The novelty of the MSS, which should not be confused with the Military Doctrine, lies in the introduction of an entirely new approach to Ukraine’s national defence, which is reflected in the introduction of a completely new term in the Ukrainian official language – the ‘comprehensive defence’ of Ukraine. This is understood to be a set of measures aimed at resisting and preventing aggression in the three traditional operational domains – plus cyberspace – and in “imposing one’s will in the information space,” including hybrid warfare, with the aim of inflicting “unacceptable losses” on the enemy.

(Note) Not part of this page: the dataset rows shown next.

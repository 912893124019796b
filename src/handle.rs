/*! Typed, reference-counted resource handles.
 *
 * A [`Handle`] is an `(id, pointer)` pair into one of the device's resource
 * pools. Cloning shares ownership; dropping the last handle invokes the
 * resource's destroy hook, which schedules the underlying Vulkan object on
 * the device's zombie queue rather than destroying it inline.
 */

use std::{
    ptr::NonNull,
    sync::atomic::{AtomicU64, Ordering},
};

/// Sentinel id carried by [`Handle::null`].
pub const NULL_RESOURCE_ID: u64 = u64::MAX;

/// Intrusive reference count embedded in every pooled resource.
#[derive(Default)]
pub struct RefCount(AtomicU64);

impl RefCount {
    pub(crate) fn reference(&self) {
        self.0.fetch_add(1, Ordering::Relaxed);
    }

    /// Returns the count after the decrement.
    pub(crate) fn dereference(&self) -> u64 {
        self.0.fetch_sub(1, Ordering::AcqRel) - 1
    }

    pub(crate) fn count(&self) -> u64 {
        self.0.load(Ordering::Acquire)
    }
}

/// Implemented by every resource that lives in a device pool.
pub trait DeviceResource {
    /// Live device and live API object.
    fn valid(&self) -> bool;

    #[doc(hidden)]
    fn refs(&self) -> &RefCount;

    /// Invoked when the last handle drops. Schedules deferred destruction;
    /// never destroys the API object inline.
    #[doc(hidden)]
    fn destroy(&self, id: u64);
}

pub struct Handle<T: DeviceResource> {
    id: u64,
    ptr: Option<NonNull<T>>,
}

// A handle only hands out `&T`; resources are internally synchronized.
unsafe impl<T: DeviceResource + Sync> Send for Handle<T> {}
unsafe impl<T: DeviceResource + Sync> Sync for Handle<T> {}

impl<T: DeviceResource> Handle<T> {
    /// Wraps a freshly pooled resource. Takes the first reference.
    pub(crate) fn from_raw(id: u64, ptr: NonNull<T>) -> Self {
        unsafe { ptr.as_ref() }.refs().reference();
        Self { id, ptr: Some(ptr) }
    }

    pub fn null() -> Self {
        Self {
            id: NULL_RESOURCE_ID,
            ptr: None,
        }
    }

    pub fn id(&self) -> u64 {
        self.id
    }

    pub fn is_null(&self) -> bool {
        self.ptr.is_none()
    }

    pub fn valid(&self) -> bool {
        self.get().map_or(false, T::valid)
    }

    /// Current shared-ownership count; zero for the null handle.
    pub fn ref_count(&self) -> u64 {
        self.get().map_or(0, |resource| resource.refs().count())
    }

    // The slot stays alive for as long as this handle holds a reference, and
    // pool pages never move.
    pub(crate) fn get(&self) -> Option<&T> {
        self.ptr.map(|ptr| unsafe { ptr.as_ref() })
    }
}

impl<T: DeviceResource> Clone for Handle<T> {
    fn clone(&self) -> Self {
        if let Some(resource) = self.get() {
            resource.refs().reference();
        }
        Self {
            id: self.id,
            ptr: self.ptr,
        }
    }
}

impl<T: DeviceResource> Drop for Handle<T> {
    fn drop(&mut self) {
        if let Some(resource) = self.get() {
            if resource.refs().dereference() == 0 {
                resource.destroy(self.id);
            }
        }
        self.ptr = None;
        self.id = NULL_RESOURCE_ID;
    }
}

impl<T: DeviceResource> Default for Handle<T> {
    fn default() -> Self {
        Self::null()
    }
}

impl<T: DeviceResource> std::fmt::Debug for Handle<T> {
    fn fmt(&self, f: &mut std::fmt::Formatter<'_>) -> std::fmt::Result {
        f.debug_struct("Handle")
            .field("id", &self.id)
            .field("null", &self.is_null())
            .finish()
    }
}

#[cfg(test)]
mod tests {
    use super::*;
    use std::sync::atomic::{AtomicUsize, Ordering};

    struct Probe {
        refs: RefCount,
        destroyed: AtomicUsize,
        alive: bool,
    }

    impl DeviceResource for Probe {
        fn valid(&self) -> bool {
            self.alive
        }

        fn refs(&self) -> &RefCount {
            &self.refs
        }

        fn destroy(&self, _id: u64) {
            self.destroyed.fetch_add(1, Ordering::SeqCst);
        }
    }

    fn probe(alive: bool) -> NonNull<Probe> {
        NonNull::from(Box::leak(Box::new(Probe {
            refs: RefCount::default(),
            destroyed: AtomicUsize::new(0),
            alive,
        })))
    }

    #[test]
    fn clone_shares_ownership_and_last_drop_destroys_once() {
        let resource = probe(true);
        let first = Handle::from_raw(7, resource);
        let second = first.clone();
        let third = second.clone();
        assert_eq!(first.ref_count(), 3);

        drop(second);
        drop(first);
        assert_eq!(third.ref_count(), 1);
        assert_eq!(unsafe { resource.as_ref() }.destroyed.load(Ordering::SeqCst), 0);

        drop(third);
        assert_eq!(unsafe { resource.as_ref() }.destroyed.load(Ordering::SeqCst), 1);
    }

    #[test]
    fn null_handle_is_inert() {
        let handle: Handle<Probe> = Handle::null();
        assert!(handle.is_null());
        assert!(!handle.valid());
        assert_eq!(handle.id(), NULL_RESOURCE_ID);
        assert_eq!(handle.ref_count(), 0);
        drop(handle.clone());
    }

    #[test]
    fn validity_requires_a_live_api_object() {
        let resource = probe(false);
        let handle = Handle::from_raw(1, resource);
        assert!(!handle.valid());
        assert_eq!(handle.ref_count(), 1);
    }
}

The document is quite sober, recognising the “existential military threat” that weighs down Ukraine and noting the “growing deficit of financial resources and imbalance of Ukrainian military capabilities in comparison with Russia.” It describes the three phases of ‘comprehensive defence:’ 1° the use of all military capabilities, covering “all kinds of special operations, including in the territory of the enemy;” 2° focused on deployment of the military reserve, conducting fully-fledged mobilisation and “deployment of the resistance movement on the temporarily occupied territory;” 3° engagement of additional units made up from the mobilised population and reservists that, together with pressure from the international community, should contribute to a “cessation of hostilities on favourable terms for Ukraine.”
The information warfare component, including cyber, is high on the agenda, ‘information’ and ‘cyber’ being mentioned 21 times. It describes possible scenarios in enabling comprehensive defence ; among them, for obvious reasons, is “the escalation of the armed aggression by the Russian Federation against Ukraine.” But armed aggression from other states or coalitions of states, or even “Ukraine being drawn into an international armed conflict, in particular, between the nuclear states” are not ruled out.
Ukraine’s fresh approach towards national defence is focused mainly on national capabilities and resilience, and can be perfectly described with the Latin adage “Si vis pacem, para bellum – If you desire peace, prepare for war.”